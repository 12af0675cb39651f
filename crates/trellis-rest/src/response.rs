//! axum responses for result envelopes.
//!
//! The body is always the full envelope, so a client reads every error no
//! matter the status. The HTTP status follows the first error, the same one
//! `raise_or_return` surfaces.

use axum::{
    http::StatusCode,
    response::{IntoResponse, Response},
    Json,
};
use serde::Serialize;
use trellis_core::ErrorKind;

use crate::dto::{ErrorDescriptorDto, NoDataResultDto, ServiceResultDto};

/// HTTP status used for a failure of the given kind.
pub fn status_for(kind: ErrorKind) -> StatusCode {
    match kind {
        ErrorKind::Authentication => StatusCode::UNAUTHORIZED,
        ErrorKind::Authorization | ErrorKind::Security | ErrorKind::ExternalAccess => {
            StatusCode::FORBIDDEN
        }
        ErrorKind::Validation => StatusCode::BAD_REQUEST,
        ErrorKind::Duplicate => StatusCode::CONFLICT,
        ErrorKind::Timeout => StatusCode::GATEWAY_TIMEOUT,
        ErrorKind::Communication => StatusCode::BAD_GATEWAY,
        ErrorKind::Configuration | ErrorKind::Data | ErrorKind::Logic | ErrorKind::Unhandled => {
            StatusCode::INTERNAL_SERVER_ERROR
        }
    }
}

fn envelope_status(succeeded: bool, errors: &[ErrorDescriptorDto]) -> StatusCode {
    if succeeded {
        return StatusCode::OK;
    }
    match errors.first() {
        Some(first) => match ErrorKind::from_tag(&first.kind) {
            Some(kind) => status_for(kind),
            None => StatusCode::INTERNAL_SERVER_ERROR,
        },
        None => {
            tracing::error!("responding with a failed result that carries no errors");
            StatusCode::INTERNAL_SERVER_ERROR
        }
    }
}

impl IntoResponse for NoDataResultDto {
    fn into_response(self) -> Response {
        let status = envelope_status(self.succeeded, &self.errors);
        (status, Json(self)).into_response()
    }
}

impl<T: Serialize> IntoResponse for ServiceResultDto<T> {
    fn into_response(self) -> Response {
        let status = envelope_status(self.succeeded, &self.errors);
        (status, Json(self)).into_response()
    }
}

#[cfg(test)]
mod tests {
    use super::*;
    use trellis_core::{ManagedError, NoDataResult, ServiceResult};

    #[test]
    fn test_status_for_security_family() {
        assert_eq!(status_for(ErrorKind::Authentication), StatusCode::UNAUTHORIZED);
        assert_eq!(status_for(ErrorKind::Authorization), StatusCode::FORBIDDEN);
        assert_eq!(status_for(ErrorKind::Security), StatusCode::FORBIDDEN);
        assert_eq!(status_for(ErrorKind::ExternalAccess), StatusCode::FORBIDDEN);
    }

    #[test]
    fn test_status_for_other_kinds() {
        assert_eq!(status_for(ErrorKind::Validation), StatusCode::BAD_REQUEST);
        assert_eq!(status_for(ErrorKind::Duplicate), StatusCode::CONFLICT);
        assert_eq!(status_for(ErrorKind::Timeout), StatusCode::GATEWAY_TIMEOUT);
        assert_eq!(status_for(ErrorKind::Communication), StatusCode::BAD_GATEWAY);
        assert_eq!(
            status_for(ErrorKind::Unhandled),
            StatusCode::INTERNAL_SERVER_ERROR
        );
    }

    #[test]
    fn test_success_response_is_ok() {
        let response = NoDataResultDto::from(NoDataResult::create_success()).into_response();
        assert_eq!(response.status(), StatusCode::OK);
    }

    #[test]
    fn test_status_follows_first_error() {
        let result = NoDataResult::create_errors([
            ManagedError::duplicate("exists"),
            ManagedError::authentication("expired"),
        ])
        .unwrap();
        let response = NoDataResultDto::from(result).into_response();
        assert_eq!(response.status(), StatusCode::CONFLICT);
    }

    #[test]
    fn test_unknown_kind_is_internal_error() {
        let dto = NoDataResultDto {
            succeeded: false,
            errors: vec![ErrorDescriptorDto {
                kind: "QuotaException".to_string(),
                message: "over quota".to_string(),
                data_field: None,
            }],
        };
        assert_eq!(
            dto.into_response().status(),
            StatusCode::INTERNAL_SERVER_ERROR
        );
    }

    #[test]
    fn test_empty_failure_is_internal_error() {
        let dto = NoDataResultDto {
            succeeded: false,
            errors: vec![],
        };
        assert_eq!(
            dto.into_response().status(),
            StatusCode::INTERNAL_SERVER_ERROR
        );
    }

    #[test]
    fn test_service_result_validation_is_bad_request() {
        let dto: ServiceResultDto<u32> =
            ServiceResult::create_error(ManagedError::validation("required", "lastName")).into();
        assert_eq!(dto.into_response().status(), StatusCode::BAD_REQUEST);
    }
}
....
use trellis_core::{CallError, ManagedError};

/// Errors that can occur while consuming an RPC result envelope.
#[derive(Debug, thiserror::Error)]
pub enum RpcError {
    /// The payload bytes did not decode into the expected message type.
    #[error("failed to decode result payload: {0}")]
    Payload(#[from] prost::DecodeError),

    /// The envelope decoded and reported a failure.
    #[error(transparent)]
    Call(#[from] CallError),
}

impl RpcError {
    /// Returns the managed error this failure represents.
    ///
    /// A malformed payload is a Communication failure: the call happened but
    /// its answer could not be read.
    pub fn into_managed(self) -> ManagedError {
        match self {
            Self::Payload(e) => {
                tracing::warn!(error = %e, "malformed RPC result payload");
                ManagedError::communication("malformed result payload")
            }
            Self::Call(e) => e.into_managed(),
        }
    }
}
....
EXERCISE:
Within the records above, each line containing "that" is to be returned.

EXERCISE SOLUTION:
            tracing::error!("responding with a failed result that carries no errors");
/// Errors that can occur while consuming an RPC result envelope.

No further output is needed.